If that sounds a lot like the existing Gemini app, you’re not alone. The immediate question was simple: what is COSMO for, exactly?
What Google Actually Shipped
According to the Play Store description, COSMO is an experimental assistant for Android devices, a vague positioning that doesn’t clearly separate it from Gemini. Early impressions suggested a testbed more than a consumer-ready tool, especially given how rough parts of the listing looked, including screenshots presented in odd aspect ratios.
Availability also appeared limited. Even on Pixel phones, the app didn’t show up for every region, which fits the pattern of a controlled experiment rather than a broad launch.

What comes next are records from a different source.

// Copyright 2020 Hyperledger Ursa Contributors
//
// Licensed under the Apache License, Version 2.0 (the "License");
// you may not use this file except in compliance with the License.
// You may obtain a copy of the License at
//
//     http://www.apache.org/licenses/LICENSE-2.0
//
// Unless required by applicable law or agreed to in writing, software
// distributed under the License is distributed on an "AS IS" BASIS,
// WITHOUT WARRANTIES OR CONDITIONS OF ANY KIND, either express or implied.
// See the License for the specific language governing permissions and
// limitations under the License.
//! Helpers shared by the key exchange schemes.
#[macro_use]
mod macros;
/// Logging backend installation
#[cfg(feature = "logger")]
pub mod logger;
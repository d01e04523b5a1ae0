//! CSV ingestion for the settlements export.
//!
//! Column layout of the export (0-based): 1 region, 3 settlement name,
//! 4 settlement type, 5 population, 6 children, 10 latitude, 11 longitude.
//! Rows shorter than 14 columns are skipped, as are rows without a positive
//! population and rows whose numbers do not parse to finite values.

use std::io;
use std::path::Path;

use csv::{ReaderBuilder, StringRecord};

use crate::data::{City, DataError};

const MIN_COLUMNS: usize = 14;

const COL_REGION: usize = 1;
const COL_NAME: usize = 3;
const COL_TYPE: usize = 4;
const COL_POPULATION: usize = 5;
const COL_CHILDREN: usize = 6;
const COL_LATITUDE: usize = 10;
const COL_LONGITUDE: usize = 11;

/// Load all usable rows from the CSV file at `path`.
pub fn load_cities(path: &Path) -> Result<Vec<City>, DataError> {
    let file = std::fs::File::open(path).map_err(csv::Error::from)?;
    let cities = parse_cities(file)?;
    tracing::info!(path = ?path, count = cities.len(), "Settlement data loaded");
    Ok(cities)
}

/// Parse CSV content; the first row is a header.
///
/// Malformed rows are logged and skipped, never fatal.
pub fn parse_cities<R: io::Read>(reader: R) -> Result<Vec<City>, DataError> {
    let mut reader = ReaderBuilder::new()
        .has_headers(true)
        .flexible(true)
        .from_reader(reader);

    let mut cities = Vec::new();
    let mut rows = 0usize;

    for (i, record) in reader.records().enumerate() {
        let record = record?;
        rows += 1;
        // 1-based line number, header is line 1.
        let line = i + 2;

        if record.len() < MIN_COLUMNS {
            tracing::warn!(line, columns = record.len(), "Skipping row: insufficient columns");
            continue;
        }

        match parse_row(&record) {
            Ok(Some(mut city)) => {
                city.id = cities.len() as u32 + 1;
                cities.push(city);
            }
            Ok(None) => tracing::debug!(line, "Skipping row: no population"),
            Err(field) => tracing::warn!(line, field, "Skipping row: unparsable value"),
        }
    }

    if rows == 0 {
        return Err(DataError::Empty);
    }
    Ok(cities)
}

/// `Ok(None)` for unpopulated settlements, `Err(field)` naming a bad column.
fn parse_row(record: &StringRecord) -> Result<Option<City>, &'static str> {
    let field = |idx: usize| record.get(idx).unwrap_or_default().trim();

    let population: i64 = field(COL_POPULATION).parse().map_err(|_| "population")?;
    if population < 1 {
        return Ok(None);
    }

    let children = match field(COL_CHILDREN) {
        "" => 0.0,
        raw => parse_finite(raw, "children")?,
    };
    let latitude = parse_finite(field(COL_LATITUDE), "latitude")?;
    let longitude = parse_finite(field(COL_LONGITUDE), "longitude")?;

    Ok(Some(City {
        id: 0,
        name: field(COL_NAME).to_string(),
        kind: field(COL_TYPE).to_string(),
        district: field(COL_REGION).to_string(),
        population,
        children,
        latitude,
        longitude,
    }))
}

/// `f64::from_str` accepts `NaN` and `inf`; neither is a usable measurement.
fn parse_finite(raw: &str, name: &'static str) -> Result<f64, &'static str> {
    match raw.parse::<f64>() {
        Ok(value) if value.is_finite() => Ok(value),
        _ => Err(name),
    }
}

What COSMO Can Do (And How It Runs)

Digging into settings revealed the most concrete clues about COSMO’s purpose: it can run using a local Gemini Nano model, a remote “PI” server, or a hybrid mode that switches between local and remote depending on what’s available. That architecture suggests Google may be testing performance, latency, privacy tradeoffs, or reliability across on-device and server-based inference.

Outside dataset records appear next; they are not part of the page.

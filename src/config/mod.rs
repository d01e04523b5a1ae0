//! Configuration management subsystem.
//!
//! # Data Flow
//! ```text
//! config file (TOML, optional)
//!     → loader.rs (parse & deserialize, env overrides)
//!     → validation.rs (semantic checks)
//!     → AppConfig (validated, immutable)
//!     → passed by value/reference to the subsystems built at startup
//! ```
//!
//! # Design Decisions
//! - Config is immutable once loaded; changes require a restart
//! - All fields have defaults to allow minimal configs
//! - Validation separates syntactic (serde) from semantic checks

pub mod loader;
pub mod schema;
pub mod validation;

pub use loader::{load_config, load_with_env, ConfigError};
pub use schema::{
    AppConfig, DataConfig, LogFormat, ObservabilityConfig, SecurityConfig, ServerConfig,
    StatsConfig,
};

COSMO is also designed to use Android’s AccessibilityService API, which can enable an assistant to interpret what’s on your screen. In practice, early testing indicated that this screen access capability wasn’t fully working yet. COSMO includes multiple specific assistant skills, though several are not enabled by default, reinforcing the impression that Google is experimenting with a toolkit rather than shipping a single, finished experience.
Overall, interacting with COSMO reportedly felt familiar if you’ve used an AI assistant before, but noticeably rougher than the Gemini app, with fewer refinements and more unfinished edges.
Update: Google Pulls the Listing
On May 1, 2026 at 2:31 PM ET, COSMO’s Play Store listing was pulled. People who had already installed the app could still view the store page while logged into the same account, but new users were met with a “not found” message. That quick reversal lines up with the idea that COSMO wasn’t ready for wide visibility, or that Google didn’t intend it to be publicly discoverable yet.
Google has a long history of testing AI features in public, but this kind of rapid appearance-and-disappearance is unusual enough to raise eyebrows.
Conclusion

For now, COSMO looks less like a Gemini replacement and more like an internal experiment that briefly escaped into the open: a flexible assistant framework that can toggle between on-device Gemini Nano and a remote backend, with ambitions around screen-aware help via accessibility features.
Until Google explains what COSMO is meant to be, the best takeaway is that Google is still actively probing how assistants should run on Android: locally, remotely, or somewhere in between. If COSMO returns, the next listing will ideally answer the question the first one didn’t: who this app is actually for, and what it does better than Gemini.